On December 20, 2010, Bisenius re–signed with the Nationals on a new minor league contract that included an invitation to spring training. Prior to the season on March 31, 2011, he was released by the Nationals organization.

===Chicago White Sox===
On April 14, 2011, Bisenius signed a minor league contract with the Chicago White Sox organization. In 19 games (16 starts) split between the Double–A Birmingham Barons and Triple–A Charlotte Knights, he registered a 6–1 record and 3.00 ERA with 76 strikeouts across 87.0 innings of work. Bisenius elected free agency following the season on November 2.

===Rieleros de Aguascalientes===
On March 16, 2012, Bisenius signed with the Rieleros de Aguascalientes of the Mexican League. In 15 starts for Aguascalientes, he posted a 6–6 record and 5.12 ERA with 66 strikeouts across 84 1/3 innings pitched. On June 9, Bisenius was released by the Rieleros.

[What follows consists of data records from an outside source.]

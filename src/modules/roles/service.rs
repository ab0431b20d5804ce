use newsdesk_core::{AppError, permissions};
use newsdesk_models::{Role, UpdateRolePermissionsDto};
use tracing::{info, instrument};

use crate::state::AppState;

pub struct RoleService;

impl RoleService {
    pub async fn list_roles(state: &AppState) -> Result<Vec<Role>, AppError> {
        Ok(state.roles.list_roles().await?)
    }

    /// The stored permission list of `role`. The super-admin role reports
    /// every known permission.
    #[instrument(skip(state))]
    pub async fn get_permissions(state: &AppState, role: &str) -> Result<Vec<String>, AppError> {
        if role == permissions::SUPER_ADMIN_ROLE {
            return Ok(permissions::ALL.iter().map(|p| p.to_string()).collect());
        }

        state
            .roles
            .permissions_for_role(role)
            .await?
            .ok_or_else(|| AppError::not_found(anyhow::anyhow!("Role '{role}' not found")))
    }

    /// Replaces the permission list of `role` and drops its cached grants so
    /// the next request sees the change.
    #[instrument(skip(state, dto))]
    pub async fn update_permissions(
        state: &AppState,
        role: &str,
        dto: UpdateRolePermissionsDto,
    ) -> Result<Role, AppError> {
        let unknown = dto.unknown_permissions();
        if !unknown.is_empty() {
            return Err(AppError::unprocessable(anyhow::anyhow!(
                "Unknown permissions: {}",
                unknown.join(", ")
            )));
        }

        let perms = dto.normalized();
        let updated = state
            .roles
            .set_permissions(role, &perms, dto.description.as_deref())
            .await?;
        state.permissions.invalidate(role);

        info!(role, count = perms.len(), "role permissions updated");
        Ok(updated)
    }
}
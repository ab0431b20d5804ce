//! User domain models.
//!
//! [`User`] is the principal record as the authorization pipeline sees it:
//! it never carries the password hash. The hash only travels inside
//! [`UserCredentials`], which is loaded by the login flow and nowhere else.

use std::fmt;
use std::str::FromStr;

use chrono::{DateTime, Utc};
use serde::{Deserialize, Serialize};
use sqlx::FromRow;

use crate::ids::UserId;

/// Account status as stored in the `users.status` column.
#[derive(Debug, Clone, Copy, PartialEq, Eq, Hash, Serialize, Deserialize)]
#[serde(rename_all = "lowercase")]
pub enum AccountStatus {
    Active,
    Inactive,
    Suspended,
}

impl AccountStatus {
    pub fn as_str(&self) -> &'static str {
        match self {
            AccountStatus::Active => "active",
            AccountStatus::Inactive => "inactive",
            AccountStatus::Suspended => "suspended",
        }
    }

    pub fn is_active(&self) -> bool {
        matches!(self, AccountStatus::Active)
    }
}

impl fmt::Display for AccountStatus {
    fn fmt(&self, f: &mut fmt::Formatter<'_>) -> fmt::Result {
        f.write_str(self.as_str())
    }
}

#[derive(Debug, Clone, PartialEq, Eq)]
pub struct UnknownStatus(pub String);

impl fmt::Display for UnknownStatus {
    fn fmt(&self, f: &mut fmt::Formatter<'_>) -> fmt::Result {
        write!(f, "unknown account status: {}", self.0)
    }
}

impl std::error::Error for UnknownStatus {}

impl FromStr for AccountStatus {
    type Err = UnknownStatus;

    fn from_str(s: &str) -> Result<Self, Self::Err> {
        match s.trim().to_ascii_lowercase().as_str() {
            "active" => Ok(AccountStatus::Active),
            "inactive" => Ok(AccountStatus::Inactive),
            "suspended" => Ok(AccountStatus::Suspended),
            other => Err(UnknownStatus(other.to_string())),
        }
    }
}

impl TryFrom<String> for AccountStatus {
    type Error = UnknownStatus;

    fn try_from(value: String) -> Result<Self, Self::Error> {
        value.parse()
    }
}

/// A user as loaded by the principal loader.
#[derive(Serialize, Deserialize, FromRow, Debug, Clone, PartialEq, Eq)]
#[serde(rename_all = "camelCase")]
pub struct User {
    pub id: UserId,
    pub name: String,
    pub email: String,
    pub role: String,
    #[sqlx(try_from = "String")]
    pub status: AccountStatus,
    pub lock_until: Option<DateTime<Utc>>,
    pub last_activity: Option<DateTime<Utc>>,
    #[serde(skip_serializing, default)]
    pub failed_login_attempts: i32,
    pub created_at: DateTime<Utc>,
}

impl User {
    /// Whether a lock is in force at `now`. An elapsed lock no longer counts.
    pub fn is_locked_at(&self, now: DateTime<Utc>) -> bool {
        self.lock_until.is_some_and(|until| until > now)
    }
}

/// A user together with the bcrypt hash, used only to verify a login.
#[derive(FromRow, Debug, Clone)]
pub struct UserCredentials {
    #[sqlx(flatten)]
    pub user: User,
    pub password: String,
}

/// Input for creating a user from the CLI or test fixtures.
#[derive(Debug, Clone)]
pub struct NewUser {
    pub name: String,
    pub email: String,
    pub role: String,
    pub password_hash: String,
    pub status: AccountStatus,
}

#[cfg(test)]
mod tests {
    use super::*;
    use chrono::Duration;

    fn user(lock_until: Option<DateTime<Utc>>) -> User {
        User {
            id: UserId::new(),
            name: "Ada".into(),
            email: "ada@example.com".into(),
            role: "editor".into(),
            status: AccountStatus::Active,
            lock_until,
            last_activity: None,
            failed_login_attempts: 0,
            created_at: Utc::now(),
        }
    }

    #[test]
    fn test_status_parse() {
        assert_eq!("Active".parse::<AccountStatus>(), Ok(AccountStatus::Active));
        assert_eq!(
            AccountStatus::try_from("suspended".to_string()),
            Ok(AccountStatus::Suspended)
        );
        assert!("banned".parse::<AccountStatus>().is_err());
        assert!(!AccountStatus::Inactive.is_active());
    }

    #[test]
    fn test_lock_only_in_force_until_expiry() {
        let now = Utc::now();
        assert!(user(Some(now + Duration::minutes(5))).is_locked_at(now));
        assert!(!user(Some(now - Duration::seconds(1))).is_locked_at(now));
        assert!(!user(Some(now)).is_locked_at(now));
        assert!(!user(None).is_locked_at(now));
    }

    #[test]
    fn test_serialization_hides_failed_attempts() {
        let json = serde_json::to_value(user(None)).unwrap();
        assert!(json.get("failedLoginAttempts").is_none());
        assert_eq!(json["status"], "active");
        assert!(json.get("lockUntil").is_some());
    }
}
use axum::{
    Json,
    extract::{Path, State},
};
use newsdesk_core::AppError;
use newsdesk_models::{Role, RolePermissionsResponse, UpdateRolePermissionsDto};
use serde::Serialize;

use crate::middleware::auth::{RequireSettingsRead, RequireSettingsUpdate};
use crate::state::AppState;
use crate::validator::ValidatedJson;

use super::service::RoleService;

#[derive(Debug, Serialize)]
pub struct RolesResponse {
    pub success: bool,
    pub roles: Vec<Role>,
}

pub async fn list_roles(
    State(state): State<AppState>,
    _auth: RequireSettingsRead,
) -> Result<Json<RolesResponse>, AppError> {
    let roles = RoleService::list_roles(&state).await?;
    Ok(Json(RolesResponse {
        success: true,
        roles,
    }))
}

pub async fn get_role_permissions(
    State(state): State<AppState>,
    _auth: RequireSettingsRead,
    Path(role): Path<String>,
) -> Result<Json<RolePermissionsResponse>, AppError> {
    let permissions = RoleService::get_permissions(&state, &role).await?;
    Ok(Json(RolePermissionsResponse {
        success: true,
        role,
        permissions,
    }))
}

/// Replace a role's permissions. Cached grants for the role are invalidated.
pub async fn update_role_permissions(
    State(state): State<AppState>,
    _auth: RequireSettingsUpdate,
    Path(role): Path<String>,
    ValidatedJson(dto): ValidatedJson<UpdateRolePermissionsDto>,
) -> Result<Json<RolePermissionsResponse>, AppError> {
    let updated = RoleService::update_permissions(&state, &role, dto).await?;
    Ok(Json(RolePermissionsResponse {
        success: true,
        role: updated.name,
        permissions: updated.permissions,
    }))
}
//! Time source injected into the caches, limiters and the gate.

use std::fmt;
use std::sync::{Arc, Mutex};

use chrono::{DateTime, Duration, Utc};

pub trait Clock: Send + Sync + fmt::Debug {
    fn now(&self) -> DateTime<Utc>;
}

#[derive(Debug, Clone, Copy, Default)]
pub struct SystemClock;

impl Clock for SystemClock {
    fn now(&self) -> DateTime<Utc> {
        Utc::now()
    }
}

/// A clock that only moves when told to. Cloned handles share the same time.
#[derive(Debug, Clone)]
pub struct ManualClock {
    now: Arc<Mutex<DateTime<Utc>>>,
}

impl ManualClock {
    pub fn new(start: DateTime<Utc>) -> Self {
        Self {
            now: Arc::new(Mutex::new(start)),
        }
    }

    pub fn advance(&self, by: Duration) {
        let mut now = self.now.lock().unwrap_or_else(|poisoned| poisoned.into_inner());
        *now += by;
    }

    pub fn set(&self, to: DateTime<Utc>) {
        let mut now = self.now.lock().unwrap_or_else(|poisoned| poisoned.into_inner());
        *now = to;
    }
}

impl Default for ManualClock {
    fn default() -> Self {
        Self::new(Utc::now())
    }
}

impl Clock for ManualClock {
    fn now(&self) -> DateTime<Utc> {
        *self.now.lock().unwrap_or_else(|poisoned| poisoned.into_inner())
    }
}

===Saraperos de Saltillo===
On June 14, 2012, Bisenius signed with the Saraperos de Saltillo of the Mexican League. He made 7 starts for the club down the stretch, logging a 3–4 record and 4.53 ERA with 36 strikeouts in 43 2/3 innings of work.

===Lincoln Saltdogs===
On February 13, 2013, Bisenius signed with the Lincoln Saltdogs of the American Association of Independent Professional Baseball. In 6 starts, he worked to a 3–2 record and 3.89 ERA with 43 strikeouts across 37.0 innings pitched.

===Atlanta Braves===
On June 20, 2013, the Atlanta Braves organization purchased Bisenius' contract from Lincoln. He spent the remainder of the year with the Triple–A Gwinnett Braves, also appearing in one game for the Double–A Mississippi Braves. In 13 games for Gwinnett, he pitched to a 3–7 record and 6.00 ERA with 35 strikeouts in 48.0 innings of work.

===Lincoln Saltdogs (second stint)===
On March 7, 2014, Bisenius signed a contract to return to the Lincoln Saltdogs of the American Association of Professional Baseball. In 13 starts for Lincoln, he recorded a 6–2 record and 3.46 ERA with 100 strikeouts in 80 2/3 innings of work.

===Acereros de Monclova===
On July 9, 2014, Bisenius signed with the Acereros de Monclova of the Mexican League. He made only one start for the team, allowing five runs on ten hits with one strikeout in 4 1/3 innings.

===Olmecas de Tabasco===
On July 15, 2014, Monclova traded Bisenius to the Olmecas de Tabasco. He spent the remainder of the year with the team, making 5 appearances (4 starts) and registering a 5.95 ERA with 19 strikeouts in 19 2/3 innings pitched.

==Post-playing career==
In 2018, Bisenius was hired by the Minnesota Twins as an area scout.